### Collected data entries
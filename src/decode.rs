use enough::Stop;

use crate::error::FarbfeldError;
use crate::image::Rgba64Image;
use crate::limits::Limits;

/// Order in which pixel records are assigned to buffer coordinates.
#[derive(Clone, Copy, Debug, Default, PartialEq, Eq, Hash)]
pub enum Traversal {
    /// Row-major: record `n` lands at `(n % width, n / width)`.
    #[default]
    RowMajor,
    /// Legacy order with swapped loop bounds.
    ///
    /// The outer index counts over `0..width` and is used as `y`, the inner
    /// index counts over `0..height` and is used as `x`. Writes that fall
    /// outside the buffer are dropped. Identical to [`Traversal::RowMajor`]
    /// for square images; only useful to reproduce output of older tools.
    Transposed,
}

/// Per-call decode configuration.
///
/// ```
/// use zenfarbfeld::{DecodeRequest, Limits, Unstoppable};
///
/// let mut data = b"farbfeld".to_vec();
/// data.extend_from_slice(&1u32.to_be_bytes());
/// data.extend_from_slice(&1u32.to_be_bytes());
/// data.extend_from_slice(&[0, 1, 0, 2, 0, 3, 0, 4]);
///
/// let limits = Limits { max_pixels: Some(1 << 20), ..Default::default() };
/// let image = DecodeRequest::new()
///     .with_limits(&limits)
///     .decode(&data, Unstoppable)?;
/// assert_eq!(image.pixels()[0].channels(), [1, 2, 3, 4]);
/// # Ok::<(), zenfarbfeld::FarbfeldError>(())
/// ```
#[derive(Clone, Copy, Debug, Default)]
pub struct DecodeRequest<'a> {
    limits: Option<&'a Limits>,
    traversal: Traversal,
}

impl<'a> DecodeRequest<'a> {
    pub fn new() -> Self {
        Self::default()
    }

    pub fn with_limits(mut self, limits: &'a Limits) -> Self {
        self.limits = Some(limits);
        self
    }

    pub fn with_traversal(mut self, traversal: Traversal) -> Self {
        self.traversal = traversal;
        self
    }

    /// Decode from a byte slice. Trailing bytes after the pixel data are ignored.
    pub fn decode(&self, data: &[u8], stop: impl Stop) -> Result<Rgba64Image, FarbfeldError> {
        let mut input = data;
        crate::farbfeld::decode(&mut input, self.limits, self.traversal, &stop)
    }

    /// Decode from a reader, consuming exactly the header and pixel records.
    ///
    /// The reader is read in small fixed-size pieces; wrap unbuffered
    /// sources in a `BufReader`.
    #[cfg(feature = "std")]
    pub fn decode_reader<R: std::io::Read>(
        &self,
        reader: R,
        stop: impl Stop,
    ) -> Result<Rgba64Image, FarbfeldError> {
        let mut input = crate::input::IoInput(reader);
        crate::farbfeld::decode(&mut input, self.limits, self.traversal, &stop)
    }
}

==

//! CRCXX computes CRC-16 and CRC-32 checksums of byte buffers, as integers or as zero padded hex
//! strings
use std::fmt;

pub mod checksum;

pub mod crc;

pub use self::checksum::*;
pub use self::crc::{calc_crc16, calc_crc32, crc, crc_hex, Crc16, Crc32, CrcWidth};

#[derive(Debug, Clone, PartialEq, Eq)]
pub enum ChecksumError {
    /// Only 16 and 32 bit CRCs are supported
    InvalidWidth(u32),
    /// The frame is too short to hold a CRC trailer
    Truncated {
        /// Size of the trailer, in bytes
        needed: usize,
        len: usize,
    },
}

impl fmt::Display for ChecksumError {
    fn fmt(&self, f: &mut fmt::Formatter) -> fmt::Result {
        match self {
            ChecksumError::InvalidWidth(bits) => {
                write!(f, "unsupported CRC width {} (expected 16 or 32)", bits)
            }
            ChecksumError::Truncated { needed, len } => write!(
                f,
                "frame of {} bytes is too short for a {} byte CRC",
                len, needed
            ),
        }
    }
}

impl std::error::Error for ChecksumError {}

--

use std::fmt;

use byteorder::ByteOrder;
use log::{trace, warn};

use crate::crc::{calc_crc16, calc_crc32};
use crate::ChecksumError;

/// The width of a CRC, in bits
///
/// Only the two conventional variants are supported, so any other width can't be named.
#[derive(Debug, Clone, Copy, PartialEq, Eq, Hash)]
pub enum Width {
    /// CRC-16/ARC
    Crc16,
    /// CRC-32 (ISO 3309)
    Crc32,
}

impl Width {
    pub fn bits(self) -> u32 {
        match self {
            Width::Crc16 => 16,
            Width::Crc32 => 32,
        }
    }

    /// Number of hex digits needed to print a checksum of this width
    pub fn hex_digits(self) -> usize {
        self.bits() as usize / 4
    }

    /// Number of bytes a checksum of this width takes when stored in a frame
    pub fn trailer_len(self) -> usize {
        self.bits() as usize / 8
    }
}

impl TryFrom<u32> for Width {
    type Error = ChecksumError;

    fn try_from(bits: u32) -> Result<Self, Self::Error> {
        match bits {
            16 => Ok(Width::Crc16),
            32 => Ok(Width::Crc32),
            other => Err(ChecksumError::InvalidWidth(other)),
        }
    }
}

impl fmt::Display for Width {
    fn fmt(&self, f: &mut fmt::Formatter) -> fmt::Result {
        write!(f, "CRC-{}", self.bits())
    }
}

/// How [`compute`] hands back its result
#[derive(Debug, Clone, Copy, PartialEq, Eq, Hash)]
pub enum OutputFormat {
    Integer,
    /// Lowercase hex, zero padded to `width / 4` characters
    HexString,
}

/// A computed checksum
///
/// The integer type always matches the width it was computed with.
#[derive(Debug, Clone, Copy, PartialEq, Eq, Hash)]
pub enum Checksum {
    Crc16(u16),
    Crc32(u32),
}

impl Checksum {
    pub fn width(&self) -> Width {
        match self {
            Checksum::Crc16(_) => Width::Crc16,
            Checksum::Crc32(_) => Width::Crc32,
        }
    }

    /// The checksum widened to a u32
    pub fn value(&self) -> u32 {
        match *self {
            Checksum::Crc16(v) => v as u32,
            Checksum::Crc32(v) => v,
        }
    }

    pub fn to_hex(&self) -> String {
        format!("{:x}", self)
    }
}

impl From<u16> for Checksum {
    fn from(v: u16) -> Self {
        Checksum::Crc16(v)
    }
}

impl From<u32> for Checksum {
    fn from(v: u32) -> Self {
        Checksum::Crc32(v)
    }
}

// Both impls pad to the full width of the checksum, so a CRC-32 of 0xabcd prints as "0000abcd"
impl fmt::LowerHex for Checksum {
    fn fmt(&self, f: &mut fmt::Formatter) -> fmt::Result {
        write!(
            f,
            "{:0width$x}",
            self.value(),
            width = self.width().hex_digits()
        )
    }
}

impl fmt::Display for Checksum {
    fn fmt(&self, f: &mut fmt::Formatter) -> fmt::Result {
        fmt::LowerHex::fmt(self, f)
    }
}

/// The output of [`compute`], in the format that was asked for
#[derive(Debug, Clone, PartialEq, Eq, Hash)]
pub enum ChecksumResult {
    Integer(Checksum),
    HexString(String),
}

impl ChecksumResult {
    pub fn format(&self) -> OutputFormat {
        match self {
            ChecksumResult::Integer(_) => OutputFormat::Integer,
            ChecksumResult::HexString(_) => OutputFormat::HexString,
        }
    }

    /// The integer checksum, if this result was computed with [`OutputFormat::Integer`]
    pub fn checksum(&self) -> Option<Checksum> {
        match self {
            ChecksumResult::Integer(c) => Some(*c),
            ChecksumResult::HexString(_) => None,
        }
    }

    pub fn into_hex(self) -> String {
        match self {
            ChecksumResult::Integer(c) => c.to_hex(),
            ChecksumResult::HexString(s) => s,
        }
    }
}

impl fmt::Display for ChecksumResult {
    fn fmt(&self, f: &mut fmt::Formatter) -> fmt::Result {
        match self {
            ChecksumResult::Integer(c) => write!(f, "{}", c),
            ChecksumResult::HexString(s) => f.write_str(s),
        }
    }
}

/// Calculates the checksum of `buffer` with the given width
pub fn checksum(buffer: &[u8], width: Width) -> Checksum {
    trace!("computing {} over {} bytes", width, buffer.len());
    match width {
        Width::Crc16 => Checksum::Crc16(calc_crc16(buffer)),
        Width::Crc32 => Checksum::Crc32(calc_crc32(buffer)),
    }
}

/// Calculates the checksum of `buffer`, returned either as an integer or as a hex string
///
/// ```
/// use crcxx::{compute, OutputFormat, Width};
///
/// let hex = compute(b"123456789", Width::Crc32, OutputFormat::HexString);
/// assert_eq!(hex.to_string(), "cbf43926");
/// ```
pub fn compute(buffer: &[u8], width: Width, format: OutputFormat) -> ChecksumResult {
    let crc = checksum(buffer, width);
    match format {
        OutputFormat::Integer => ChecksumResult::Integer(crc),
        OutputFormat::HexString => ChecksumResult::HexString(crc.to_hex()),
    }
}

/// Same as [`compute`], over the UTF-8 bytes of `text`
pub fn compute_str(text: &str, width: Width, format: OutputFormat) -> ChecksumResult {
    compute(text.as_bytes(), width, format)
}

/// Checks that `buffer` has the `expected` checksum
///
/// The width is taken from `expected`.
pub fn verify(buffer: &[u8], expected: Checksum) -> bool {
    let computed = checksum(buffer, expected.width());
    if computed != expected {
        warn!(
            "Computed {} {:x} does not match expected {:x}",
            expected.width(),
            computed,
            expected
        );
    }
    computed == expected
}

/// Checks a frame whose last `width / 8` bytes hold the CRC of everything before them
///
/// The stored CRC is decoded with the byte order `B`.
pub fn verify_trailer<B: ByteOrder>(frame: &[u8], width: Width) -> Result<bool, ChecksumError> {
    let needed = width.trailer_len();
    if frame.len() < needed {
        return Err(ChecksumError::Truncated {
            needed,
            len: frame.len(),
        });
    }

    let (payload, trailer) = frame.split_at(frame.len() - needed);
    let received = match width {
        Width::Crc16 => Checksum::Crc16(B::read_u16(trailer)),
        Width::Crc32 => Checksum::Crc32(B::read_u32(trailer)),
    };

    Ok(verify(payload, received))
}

### YOUR ASSIGNMENT
Some lines above hold the word "over". Copy all of them.

### RESULT OF THIS EXERCISE
    /// The outer index counts over `0..width` and is used as `y`, the inner
    /// index counts over `0..height` and is used as `x`. Writes that fall
    trace!("computing {} over {} bytes", width, buffer.len());
/// Same as [`compute`], over the UTF-8 bytes of `text`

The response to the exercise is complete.